Versatile and cost-effective, SLA is ideal for creating highly detailed parts quickly. Laser Reproductions currently has 19 SLA machines in our state-of-the-art facility, including the new Viper™ Pro SLA® System—one of the world’s largest commercially available SLA machines that builds high-resolution parts.
We also offer an ever-expanding selection of materials with properties ranging from low-durometer, flexible materials to rigid, high-temperature ceramic-filled resins. Visit our materials section, or contact us for more information on our vast selection of available materials.
Try Somos® TetraShell™ on your next prototype. Somos® TetraShell™ is ideal for replacing the internal structure of a large bulky part, with a lighter and more accurate tetrahedron structure. This reduces weight, build time, and cost, while maintaing structural requirements and increasing accuracy.
Similar to SLA, SLS is an “additive” process. It involves tracing a laser over the surface of a photosensitive powder to selectively sinter and bond it to form a thin layer on the object. The process offers the advantage of making functional parts with functional materials. A variety of thermoplastic materials, including nylon, glass-filled nylon and aluminum-filled nylon are available. We can also fabricate metal and ceramic objects and tools.

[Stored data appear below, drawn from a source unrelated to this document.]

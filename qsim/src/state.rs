use num_complex::Complex;
use rand::Rng;
use rand::distributions::{Distribution, WeightedIndex};
use serde::Serialize;

use crate::api::SimError;

/// Widest register the dense statevector supports: 2^30 amplitudes, 16 GiB.
pub const MAX_QUBITS: usize = 30;

/// 2x2 complex matrix acting on one qubit.
pub type GateMatrix = [[Complex<f64>; 2]; 2];

#[derive(Serialize, Clone, Debug)]
pub struct StateVector {
    pub num_qubits: usize,
    #[serde(rename = "amplitudes")]
    pub amplitudes: Vec<Complex<f64>>,
}

impl StateVector {
    /// Callers check the width against [`MAX_QUBITS`] first (see `check_width`).
    pub fn new(num_qubits: usize) -> Self {
        let size = 1 << num_qubits; // 2^num_qubits
        let mut amplitudes = vec![Complex::new(0.0, 0.0); size];
        amplitudes[0] = Complex::new(1.0, 0.0);
        Self {
            num_qubits,
            amplitudes,
        }
    }

    /// Amplitude index `i` has qubit `q` set when bit `q` of `i` is one.
    pub fn apply_single_qubit_gate(&mut self, gate_matrix: &GateMatrix, target_qubit: usize) {
        let k = 1 << target_qubit;

        for i in 0..self.amplitudes.len() {
            if (i & k) == 0 {
                let j = i | k;
                let amp_i = self.amplitudes[i];
                let amp_j = self.amplitudes[j];

                self.amplitudes[i] = gate_matrix[0][0] * amp_i + gate_matrix[0][1] * amp_j;
                self.amplitudes[j] = gate_matrix[1][0] * amp_i + gate_matrix[1][1] * amp_j;
            }
        }
    }

    pub fn apply_cx(&mut self, control_qubit: usize, target_qubit: usize) {
        let control_mask = 1 << control_qubit;
        let target_mask = 1 << target_qubit;

        for i in 0..self.amplitudes.len() {
            if (i & control_mask) != 0 && (i & target_mask) == 0 {
                let j = i | target_mask;
                self.amplitudes.swap(i, j);
            }
        }
    }

    pub fn probabilities(&self) -> Vec<f64> {
        self.amplitudes.iter().map(|a| a.norm_sqr()).collect()
    }

    pub fn norm_sqr(&self) -> f64 {
        self.amplitudes.iter().map(|a| a.norm_sqr()).sum()
    }

    /// Builds the weighted distribution over basis indices. Reusable across shots.
    pub fn distribution(&self) -> Result<WeightedIndex<f64>, SimError> {
        WeightedIndex::new(self.probabilities()).map_err(|e| SimError::Internal(e.to_string()))
    }

    /// Draws a single basis index without collapsing the state.
    pub fn sample_index(&self, rng: &mut impl Rng) -> Result<usize, SimError> {
        Ok(self.distribution()?.sample(rng))
    }

    pub fn reset(&mut self) {
        for amp in &mut self.amplitudes {
            *amp = Complex::new(0.0, 0.0);
        }
        self.amplitudes[0] = Complex::new(1.0, 0.0);
    }
}

#[cfg(test)]
mod tests {
    use super::*;
    use crate::gates::{HADAMARD, PAULI_X};
    use rand::SeedableRng;
    use rand::rngs::StdRng;

    const EPSILON: f64 = 1e-9;

    fn approx_eq(a: Complex<f64>, b: Complex<f64>) -> bool {
        (a.re - b.re).abs() < EPSILON && (a.im - b.im).abs() < EPSILON
    }

    #[test]
    fn test_state_vector_initialization() {
        let num_qubits = 3;
        let state = StateVector::new(num_qubits);
        assert_eq!(state.num_qubits, num_qubits);
        assert_eq!(state.amplitudes.len(), 1 << num_qubits);
        assert!(approx_eq(state.amplitudes[0], Complex::new(1.0, 0.0)));
        for i in 1..state.amplitudes.len() {
            assert!(approx_eq(state.amplitudes[i], Complex::new(0.0, 0.0)));
        }
    }

    #[test]
    fn test_sampling_a_basis_state() {
        let mut state = StateVector::new(2); // |00>
        state.apply_single_qubit_gate(&PAULI_X, 1);

        let mut rng = StdRng::seed_from_u64(7);
        for _ in 0..10 {
            assert_eq!(state.sample_index(&mut rng).unwrap(), 2);
        }
        // sampling must not collapse anything
        assert!(approx_eq(state.amplitudes[2], Complex::new(1.0, 0.0)));
    }

    #[test]
    fn test_bell_state() {
        let mut state = StateVector::new(2);
        state.apply_single_qubit_gate(&HADAMARD, 0);
        state.apply_cx(0, 1);
        let expected_amp = Complex::new(std::f64::consts::FRAC_1_SQRT_2, 0.0);
        assert!(approx_eq(state.amplitudes[0], expected_amp));
        assert!(approx_eq(state.amplitudes[1], Complex::new(0.0, 0.0)));
        assert!(approx_eq(state.amplitudes[2], Complex::new(0.0, 0.0)));
        assert!(approx_eq(state.amplitudes[3], expected_amp));
        assert!((state.norm_sqr() - 1.0).abs() < EPSILON);
    }

    #[test]
    fn test_reset_restores_ground_state() {
        let mut state = StateVector::new(1);
        state.apply_single_qubit_gate(&HADAMARD, 0);
        state.reset();
        assert!(approx_eq(state.amplitudes[0], Complex::new(1.0, 0.0)));
        assert!(approx_eq(state.amplitudes[1], Complex::new(0.0, 0.0)));
    }
}
use crate::Gate;
use crate::api::SimError;

#[derive(Debug, Clone, PartialEq)]
pub struct Circuit {
    pub name: String,
    pub num_qubits: usize,
    pub gates: Vec<Gate>,
}

impl Circuit {
    pub fn new(num_qubits: usize) -> Self {
        Self::with_name(num_qubits, format!("circuit-{}q", num_qubits))
    }

    pub fn with_name(num_qubits: usize, name: impl Into<String>) -> Self {
        Self {
            name: name.into(),
            num_qubits,
            gates: Vec::new(),
        }
    }

    /// Appends a gate after checking every operand against the register size.
    pub fn add_gate(&mut self, gate: Gate) -> Result<(), SimError> {
        for q in gate.qubits() {
            if q >= self.num_qubits {
                return Err(SimError::Qubit(q));
            }
        }
        if let Gate::Measure { clbit, .. } = gate {
            if clbit >= self.num_qubits {
                return Err(SimError::Qubit(clbit));
            }
        }
        if let Gate::CX { control, target } = gate {
            if control == target {
                return Err(SimError::Internal(format!(
                    "cx control and target are both q[{}]",
                    control
                )));
            }
        }
        self.gates.push(gate);
        Ok(())
    }

    pub fn h(&mut self, qubit: usize) -> Result<&mut Self, SimError> {
        self.add_gate(Gate::H { qubit })?;
        Ok(self)
    }

    pub fn x(&mut self, qubit: usize) -> Result<&mut Self, SimError> {
        self.add_gate(Gate::X { qubit })?;
        Ok(self)
    }

    pub fn s(&mut self, qubit: usize) -> Result<&mut Self, SimError> {
        self.add_gate(Gate::S { qubit })?;
        Ok(self)
    }

    pub fn sdg(&mut self, qubit: usize) -> Result<&mut Self, SimError> {
        self.add_gate(Gate::Sdg { qubit })?;
        Ok(self)
    }

    pub fn rx(&mut self, theta: f64, qubit: usize) -> Result<&mut Self, SimError> {
        self.add_gate(Gate::RX { qubit, theta })?;
        Ok(self)
    }

    pub fn ry(&mut self, theta: f64, qubit: usize) -> Result<&mut Self, SimError> {
        self.add_gate(Gate::RY { qubit, theta })?;
        Ok(self)
    }

    pub fn rz(&mut self, theta: f64, qubit: usize) -> Result<&mut Self, SimError> {
        self.add_gate(Gate::RZ { qubit, theta })?;
        Ok(self)
    }

    pub fn cx(&mut self, control: usize, target: usize) -> Result<&mut Self, SimError> {
        self.add_gate(Gate::CX { control, target })?;
        Ok(self)
    }

    pub fn barrier(&mut self) -> &mut Self {
        self.gates.push(Gate::Barrier);
        self
    }

    pub fn measure(&mut self, qubit: usize, clbit: usize) -> Result<&mut Self, SimError> {
        self.add_gate(Gate::Measure { qubit, clbit })?;
        Ok(self)
    }

    /// Number of gates that change the state.
    pub fn unitary_len(&self) -> usize {
        self.gates.iter().filter(|g| g.is_unitary()).count()
    }

    /// `(qubit, clbit)` pairs in program order.
    pub fn measurements(&self) -> Vec<(usize, usize)> {
        self.gates
            .iter()
            .filter_map(|g| match *g {
                Gate::Measure { qubit, clbit } => Some((qubit, clbit)),
                _ => None,
            })
            .collect()
    }

    pub fn to_qasm(&self) -> String {
        let mut out = String::from("OPENQASM 2.0;\ninclude \"qelib1.inc\";\n");
        out.push_str(&format!("qreg q[{}];\n", self.num_qubits));
        out.push_str(&format!("creg c[{}];\n", self.num_qubits));
        for gate in &self.gates {
            out.push_str(&gate.to_string());
            out.push('\n');
        }
        out
    }

    pub fn from_qasm(qasm: &str) -> Result<Self, SimError> {
        let (num_qubits, gates) = crate::parser::parse_qasm(qasm)?;
        let mut circuit = Circuit::new(num_qubits);
        for gate in gates {
            circuit.add_gate(gate)?;
        }
        Ok(circuit)
    }
}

Laser Reproductions offers CNC (computer numerical control) machining services to create prototype concept models for parts that require specific production material properties. This is a cost-effective, consistent and accurate method of producing prototypes from actual production-grade materials.
Fused Deposition Modeling is used to create conceptual models, engineering models and functional testing prototypes. Because FDM uses more stable thermoplastics, prototypes made from this process are more durable.